▶ _What you should do_
How many lines of the entries below include the word "CredentialStore"? Answer with the number alone.

▶ _Entries supplied_
use crate::config::types::Config;
use crate::config::validation::validate;
use crate::ConfigError;
use sha2::{Digest, Sha256};
use std::path::Path;

/// Loads and parses a configuration file from the given path
///
/// # Arguments
///
/// * `path` - Path to the TOML configuration file
///
/// # Returns
///
/// * `Ok(Config)` - Successfully loaded and validated configuration
/// * `Err(ConfigError)` - Failed to load, parse, or validate the configuration
///
/// # Example
///
/// ```no_run
/// use std::path::Path;
/// use crawlspan::config::load_config;
///
/// let config = load_config(Path::new("config.toml")).unwrap();
/// println!("Depth limit: {}", config.crawler.depth_limit);
/// ```
pub fn load_config(path: &Path) -> Result<Config, ConfigError> {
    // Read the configuration file
    let content = std::fs::read_to_string(path)?;

    // Parse TOML
    let config: Config = toml::from_str(&content)?;

    // Validate the configuration
    validate(&config)?;

    Ok(config)
}

/// Computes a SHA-256 hash of the configuration file content
///
/// This identifies the exact configuration a run was started with, so runs
/// can be told apart in logs.
pub fn compute_config_hash(path: &Path) -> Result<String, ConfigError> {
    let content = std::fs::read_to_string(path)?;
    let mut hasher = Sha256::new();
    hasher.update(content.as_bytes());
    let result = hasher.finalize();
    Ok(hex::encode(result))
}

/// Loads a configuration and returns both the config and its hash
pub fn load_config_with_hash(path: &Path) -> Result<(Config, String), ConfigError> {
    let config = load_config(path)?;
    let hash = compute_config_hash(path)?;
    Ok((config, hash))
}
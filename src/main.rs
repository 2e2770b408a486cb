//! Crawlspan main entry point
//!
//! This is the command-line interface for the crawlspan web crawler.

use anyhow::Context;
use clap::Parser;
use crawlspan::config::{load_config_with_hash, Config};
use crawlspan::crawler::crawl;
use std::path::PathBuf;
use tracing_subscriber::EnvFilter;

/// Crawlspan: a breadth-first multi-site crawler
///
/// Crawlspan walks each configured site breadth-first over raw HTTP,
/// measures per-page response times, and follows discovered external sites
/// up to a configured depth.
#[derive(Parser, Debug)]
#[command(name = "crawlspan")]
#[command(version = "1.0.0")]
#[command(about = "A breadth-first multi-site crawler", long_about = None)]
struct Cli {
    /// Path to TOML configuration file
    #[arg(value_name = "CONFIG")]
    config: PathBuf,

    /// Increase logging verbosity (-v, -vv, -vvv)
    #[arg(short, long, action = clap::ArgAction::Count)]
    verbose: u8,

    /// Suppress non-error output
    #[arg(short, long, conflicts_with = "verbose")]
    quiet: bool,

    /// Validate config and show what would be crawled without crawling
    #[arg(long)]
    dry_run: bool,
}

#[tokio::main]
async fn main() -> anyhow::Result<()> {
    let cli = Cli::parse();

    // Setup logging based on verbosity
    setup_logging(cli.verbose, cli.quiet);

    // Load and validate configuration
    tracing::info!("Loading configuration from: {}", cli.config.display());
    let (config, config_hash) = load_config_with_hash(&cli.config)
        .with_context(|| format!("failed to load configuration from {}", cli.config.display()))?;
    tracing::info!("Configuration loaded successfully (hash: {})", config_hash);

    if cli.dry_run {
        print_dry_run(&config);
        return Ok(());
    }

    tracing::info!("Starting crawl with {} seed URLs", config.seed_urls.len());
    let summary = crawl(config).await;
    tracing::info!(
        "Crawl completed: {} sites crawled, {} pages visited",
        summary.sites_crawled,
        summary.pages_visited
    );

    Ok(())
}

/// Sets up the logging/tracing subscriber based on verbosity level
fn setup_logging(verbose: u8, quiet: bool) {
    let filter = if quiet {
        // Only show errors
        EnvFilter::new("error")
    } else {
        match verbose {
            0 => EnvFilter::new("crawlspan=info,warn"),
            1 => EnvFilter::new("crawlspan=debug,info"),
            2 => EnvFilter::new("crawlspan=trace,debug"),
            _ => EnvFilter::new("trace"),
        }
    };

    tracing_subscriber::fmt()
        .with_env_filter(filter)
        .with_target(false)
        .with_thread_ids(false)
        .with_file(false)
        .init();
}

/// Handles the --dry-run mode: validates config and shows what would be crawled
fn print_dry_run(config: &Config) {
    println!("=== Crawlspan Dry Run ===\n");

    println!("Crawler Configuration:");
    println!("  Crawl delay: {}ms", config.crawler.crawl_delay);
    println!("  Max concurrency: {}", config.crawler.max_concurrency);
    println!("  Depth limit: {}", config.crawler.depth_limit);
    if config.crawler.pages_per_site < 0 {
        println!("  Pages per site: unlimited");
    } else {
        println!("  Pages per site: {}", config.crawler.pages_per_site);
    }
    println!("  Linked sites limit: {}", config.crawler.linked_sites_limit);
    println!("  Port: {}", config.crawler.port);

    println!("\nSeed URLs ({}):", config.seed_urls.len());
    for seed in &config.seed_urls {
        println!("  - {}", seed);
    }

    println!("\n\u{2713} Configuration is valid");
    println!(
        "\u{2713} Would start crawling {} seed site(s)",
        config.seed_urls.len()
    );
}
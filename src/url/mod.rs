//! URL handling module for crawlspan
//!
//! This module provides the string-level URL operations the crawler is built
//! on: splitting a URL into hostname and path, validating candidate links
//! against the domain allowlist and resource-type denylist, and normalizing
//! raw HTTP response text ahead of link extraction.

mod filter;
mod normalize;
mod split;

// Re-export main functions
pub use filter::{is_allowed_domain, is_allowed_type, is_valid_link};
pub use normalize::normalize_response;
pub use split::{hostname_of, path_of};
//! Link extraction from raw HTTP responses
//!
//! The extractor is a tolerant token scan, not an HTML parser. The response
//! text (headers and body together) is normalized, then scanned for a small
//! set of anchor markers; each hit is cut at the first terminator character
//! and validated. The scan is best-effort and false-positive-tolerant: a URL
//! that matches more than one marker appears more than once in the output,
//! and deduplication is the caller's responsibility.

use crate::url::{hostname_of, is_valid_link, normalize_response, path_of};

/// Markers a URL may start after in normalized response text
const LINK_MARKERS: [&str; 4] = ["href=\"", "href = \"", "http://", "https://"];

/// Characters that end a URL candidate
const LINK_TERMINATORS: [char; 5] = ['"', '#', '?', ',', ' '];

/// A validated link split into its hostname and path
#[derive(Debug, Clone, PartialEq, Eq)]
pub struct ExtractedLink {
    /// Hostname portion; empty for scheme-less relative candidates
    pub hostname: String,

    /// Path portion, always starting with `/`
    pub path: String,
}

/// Whether a link stays on the current site or leaves it
#[derive(Debug, Clone, Copy, PartialEq, Eq)]
pub enum LinkScope {
    /// Another page on the site being crawled
    Internal,

    /// A candidate site for a later crawl
    External,
}

impl ExtractedLink {
    /// Classifies this link relative to the site being crawled
    ///
    /// A link is internal when its hostname is empty or exactly equals the
    /// site's hostname; no case folding is applied.
    pub fn scope(&self, site_hostname: &str) -> LinkScope {
        if self.hostname.is_empty() || self.hostname == site_hostname {
            LinkScope::Internal
        } else {
            LinkScope::External
        }
    }
}

/// Scans response text for links
///
/// For each marker, every occurrence is considered: the candidate runs from
/// just after the marker to the first terminator character. A candidate with
/// no terminator before end-of-text ends that marker's scan. Candidates that
/// pass [`is_valid_link`] are emitted in scan order.
pub fn extract_links(response_text: &str) -> Vec<ExtractedLink> {
    let normalized = normalize_response(response_text);
    let mut links = Vec::new();

    for marker in LINK_MARKERS {
        let mut pos = 0;
        while let Some(found) = normalized[pos..].find(marker) {
            let start = pos + found + marker.len();
            let end = match normalized[start..].find(&LINK_TERMINATORS[..]) {
                Some(offset) => start + offset,
                None => break,
            };

            let candidate = &normalized[start..end];
            if is_valid_link(candidate) {
                links.push(ExtractedLink {
                    hostname: hostname_of(candidate).to_string(),
                    path: path_of(candidate),
                });
            }
            pos = end;
        }
    }

    links
}
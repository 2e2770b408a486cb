//! Link validation filters
//!
//! A candidate link survives only if its hostname carries one of the allowed
//! domain suffixes and the URL contains none of the denied resource-type
//! markers. The suffix check is a coarse TLD filter, not a registrable-domain
//! lookup, and the type check is a substring match anywhere in the URL, so a
//! query string containing `.pdf` also rejects.

use crate::url::hostname_of;

/// Domain suffixes a link hostname must end with to be crawlable
pub const ALLOWED_DOMAIN_SUFFIXES: [&str; 7] =
    [".com", ".pk", ".edu", ".net", ".co", ".org", ".me"];

/// Substrings that mark a URL as a non-page resource
pub const DENIED_TYPE_MARKERS: [&str; 7] =
    [".css", ".js", ".pdf", ".png", ".jpeg", ".jpg", ".ico"];

/// Returns true if the hostname ends with an allowed domain suffix
pub fn is_allowed_domain(hostname: &str) -> bool {
    ALLOWED_DOMAIN_SUFFIXES
        .iter()
        .any(|suffix| hostname.ends_with(suffix))
}

/// Returns true if the URL contains no denied resource-type marker
pub fn is_allowed_type(url: &str) -> bool {
    !DENIED_TYPE_MARKERS.iter().any(|marker| url.contains(marker))
}

/// Validates a candidate link
///
/// Rejects empty URLs, URLs without a hostname, hostnames outside the domain
/// allowlist, URLs matching the type denylist, and anything containing
/// `mailto:`.
pub fn is_valid_link(url: &str) -> bool {
    if url.is_empty() {
        return false;
    }

    let hostname = hostname_of(url);
    if hostname.is_empty() || !is_allowed_domain(hostname) {
        return false;
    }

    if !is_allowed_type(url) {
        return false;
    }

    !url.contains("mailto:")
}
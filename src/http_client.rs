use anyhow::{Context, Result};
use reqwest::header::{HeaderValue, AUTHORIZATION};
use reqwest::{Client, Method, Request, RequestBuilder, Response, StatusCode};
use std::sync::Arc;
use std::time::Duration;

use crate::auth::{token_preview, CredentialStore, SessionEvents, TokenRefresher};
use crate::config::Config;
use crate::error::ClientError;

/// Path prefix of the auth service; requests under it never carry the stored bearer
const AUTH_PATH_PREFIX: &str = "/auth/v1/";

/// HTTP client for the Culinair backend.
///
/// Every request goes through two stages:
/// - bearer attachment from the credential store (skipped for auth endpoints)
/// - on 401, one refresh on the side-channel client and one replay
pub struct BackendClient {
    /// Shared HTTP client with connection pooling
    client: Client,

    /// Side-channel refresh, outside this pipeline
    refresher: TokenRefresher,

    credentials: Arc<CredentialStore>,

    events: SessionEvents,

    base_url: String,

    api_key: String,
}

impl BackendClient {
    pub fn new(
        config: &Config,
        credentials: Arc<CredentialStore>,
        events: SessionEvents,
    ) -> Result<Self> {
        let client = Client::builder()
            .connect_timeout(Duration::from_secs(config.http_connect_timeout))
            .timeout(Duration::from_secs(config.http_request_timeout))
            .build()
            .context("Failed to create HTTP client")?;

        Ok(Self {
            client,
            refresher: TokenRefresher::new(config)?,
            credentials,
            events,
            base_url: config.backend_url.trim_end_matches('/').to_string(),
            api_key: config.api_key.clone(),
        })
    }

    /// Start a request against a backend path, with the API key attached
    pub fn request(&self, method: Method, path: &str) -> RequestBuilder {
        self.client
            .request(method, format!("{}{}", self.base_url, path))
            .header("apikey", &self.api_key)
    }

    pub fn credentials(&self) -> &Arc<CredentialStore> {
        &self.credentials
    }

    /// Execute a request through the bearer and refresh stages.
    ///
    /// Returns whatever response the pipeline settles on, including 401s:
    /// status handling is left to the caller. `Err` is reserved for transport
    /// failures.
    pub async fn execute(&self, request: Request) -> Result<Response, ClientError> {
        let method = request.method().clone();
        let url = request.url().clone();

        if is_auth_endpoint(&request) {
            tracing::debug!(method = %method, url = %url, "Sending auth request");
            return self.send(request).await;
        }

        // Copy kept for the replay; streaming bodies cannot be replayed
        let replay = request.try_clone();

        let request = self.authorize(request).await;
        tracing::debug!(method = %method, url = %url, "Sending HTTP request");
        let response = self.send(request).await?;

        if response.status() != StatusCode::UNAUTHORIZED {
            return Ok(response);
        }

        tracing::warn!(method = %method, url = %url, "Received 401, attempting token refresh");
        self.recover_from_unauthorized(response, replay).await
    }

    /// Attach the stored access token, if any
    async fn authorize(&self, mut request: Request) -> Request {
        match self.credentials.access_token().await {
            Some(token) => {
                set_bearer(&mut request, &token);
            }
            None => {
                tracing::debug!("No access token stored, sending request without credentials");
            }
        }
        request
    }

    /// Refresh once and replay once. A second 401 is handed back untouched.
    async fn recover_from_unauthorized(
        &self,
        unauthorized: Response,
        replay: Option<Request>,
    ) -> Result<Response, ClientError> {
        let Some(session) = self.credentials.session().await else {
            tracing::debug!("No refresh token stored, request stays unauthenticated");
            return Ok(unauthorized);
        };

        let grant = match self.refresher.refresh(&session.refresh_token).await {
            Ok(grant) => grant,
            Err(e) => {
                tracing::warn!("Token refresh failed, ending session: {:#}", e);
                return self.expire(unauthorized).await;
            }
        };

        // Rotation keeps the original sign-in method
        let rotated = grant.into_session(session.auth_method);
        if let Err(e) = self.credentials.save(&rotated).await {
            tracing::error!("Failed to persist refreshed tokens: {}", e);
        }

        let Some(mut retry) = replay else {
            tracing::warn!("Request body is not replayable, returning original 401");
            return Ok(unauthorized);
        };
        drop(unauthorized);

        set_bearer(&mut retry, &rotated.access_token);
        tracing::debug!(
            access_token = %token_preview(&rotated.access_token),
            url = %retry.url(),
            "Replaying request with refreshed token"
        );

        let response = self.send(retry).await?;
        if response.status() == StatusCode::UNAUTHORIZED {
            tracing::warn!("Replayed request was rejected again, not retrying");
        }
        Ok(response)
    }

    /// Clear the session, notify observers, and answer with a local 401
    async fn expire(&self, unauthorized: Response) -> Result<Response, ClientError> {
        let url = unauthorized.url().clone();
        drop(unauthorized);

        if let Err(e) = self.credentials.clear().await {
            tracing::error!("Failed to clear expired session: {}", e);
        }
        self.events.session_expired();

        Ok(local_unauthorized(&url))
    }

    async fn send(&self, request: Request) -> Result<Response, ClientError> {
        let url = request.url().clone();
        match self.client.execute(request).await {
            Ok(response) => {
                tracing::debug!(status = %response.status(), "Received HTTP response");
                Ok(response)
            }
            Err(e) => {
                let error_kind = if e.is_timeout() {
                    "timeout"
                } else if e.is_connect() {
                    "connection_failed"
                } else if e.is_request() {
                    "request_error"
                } else if e.is_body() {
                    "body_error"
                } else if e.is_decode() {
                    "decode_error"
                } else {
                    "unknown"
                };

                tracing::warn!(
                    error_kind = error_kind,
                    error = %e,
                    url = %url,
                    "HTTP request error"
                );
                Err(ClientError::Network(e))
            }
        }
    }
}

fn is_auth_endpoint(request: &Request) -> bool {
    request.url().path().starts_with(AUTH_PATH_PREFIX)
}

fn set_bearer(request: &mut Request, token: &str) {
    match HeaderValue::from_str(&format!("Bearer {}", token)) {
        Ok(value) => {
            request.headers_mut().insert(AUTHORIZATION, value);
        }
        Err(_) => {
            tracing::error!("Stored access token is not a valid header value, sending without it");
            request.headers_mut().remove(AUTHORIZATION);
        }
    }
}

/// A 401 built on the client, used once the session is gone
fn local_unauthorized(url: &reqwest::Url) -> Response {
    let body = serde_json::json!({
        "message": "Session expired",
        "url": url.as_str(),
    })
    .to_string();

    let response = http::Response::builder()
        .status(StatusCode::UNAUTHORIZED)
        .header(http::header::CONTENT_TYPE, "application/json")
        .body(body)
        .unwrap_or_else(|_| {
            let mut fallback = http::Response::new(String::new());
            *fallback.status_mut() = StatusCode::UNAUTHORIZED;
            fallback
        });

    Response::from(response)
}

#[cfg(test)]
mod tests {
    use super::*;
    use crate::storage::KvStore;

    fn test_config() -> Config {
        Config {
            backend_url: "https://api.culinair.app/".to_string(),
            api_key: "anon-key".to_string(),
            store_file: std::path::PathBuf::from("/tmp/unused.sqlite3"),
            store_key: None,
            http_connect_timeout: 5,
            http_request_timeout: 5,
            profile_wait_timeout: 1,
            log_level: "info".to_string(),
        }
    }

    fn test_client() -> BackendClient {
        let store = Arc::new(CredentialStore::new(
            KvStore::in_memory("session", None).unwrap(),
        ));
        BackendClient::new(&test_config(), store, SessionEvents::new()).unwrap()
    }

    #[test]
    fn test_request_joins_base_url_and_sets_api_key() {
        let client = test_client();
        let request = client
            .request(Method::GET, "/rest/v1/recipes")
            .build()
            .unwrap();
        assert_eq!(
            request.url().as_str(),
            "https://api.culinair.app/rest/v1/recipes"
        );
        assert_eq!(request.headers()["apikey"], "anon-key");
    }

    #[test]
    fn test_is_auth_endpoint() {
        let client = test_client();
        let auth = client
            .request(Method::POST, "/auth/v1/token?grant_type=password")
            .build()
            .unwrap();
        let rest = client
            .request(Method::GET, "/rest/v1/profiles")
            .build()
            .unwrap();
        assert!(is_auth_endpoint(&auth));
        assert!(!is_auth_endpoint(&rest));
    }

    #[test]
    fn test_set_bearer_replaces_existing_header() {
        let client = test_client();
        let mut request = client
            .request(Method::GET, "/rest/v1/recipes")
            .bearer_auth("old")
            .build()
            .unwrap();
        set_bearer(&mut request, "new");
        assert_eq!(request.headers()[AUTHORIZATION], "Bearer new");
    }

    #[test]
    fn test_set_bearer_rejects_invalid_token() {
        let client = test_client();
        let mut request = client
            .request(Method::GET, "/rest/v1/recipes")
            .build()
            .unwrap();
        set_bearer(&mut request, "bad\ntoken");
        assert!(request.headers().get(AUTHORIZATION).is_none());
    }

    #[tokio::test]
    async fn test_local_unauthorized() {
        let url = reqwest::Url::parse("https://api.culinair.app/rest/v1/recipes").unwrap();
        let response = local_unauthorized(&url);
        assert_eq!(response.status(), StatusCode::UNAUTHORIZED);

        let body: serde_json::Value = response.json().await.unwrap();
        assert_eq!(body["message"], "Session expired");
    }

    #[tokio::test]
    async fn test_authorize_without_session_sends_no_header() {
        let client = test_client();
        let request = client
            .request(Method::GET, "/rest/v1/recipes")
            .build()
            .unwrap();
        let request = client.authorize(request).await;
        assert!(request.headers().get(AUTHORIZATION).is_none());
    }
}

▶ _Response to the exercise_
5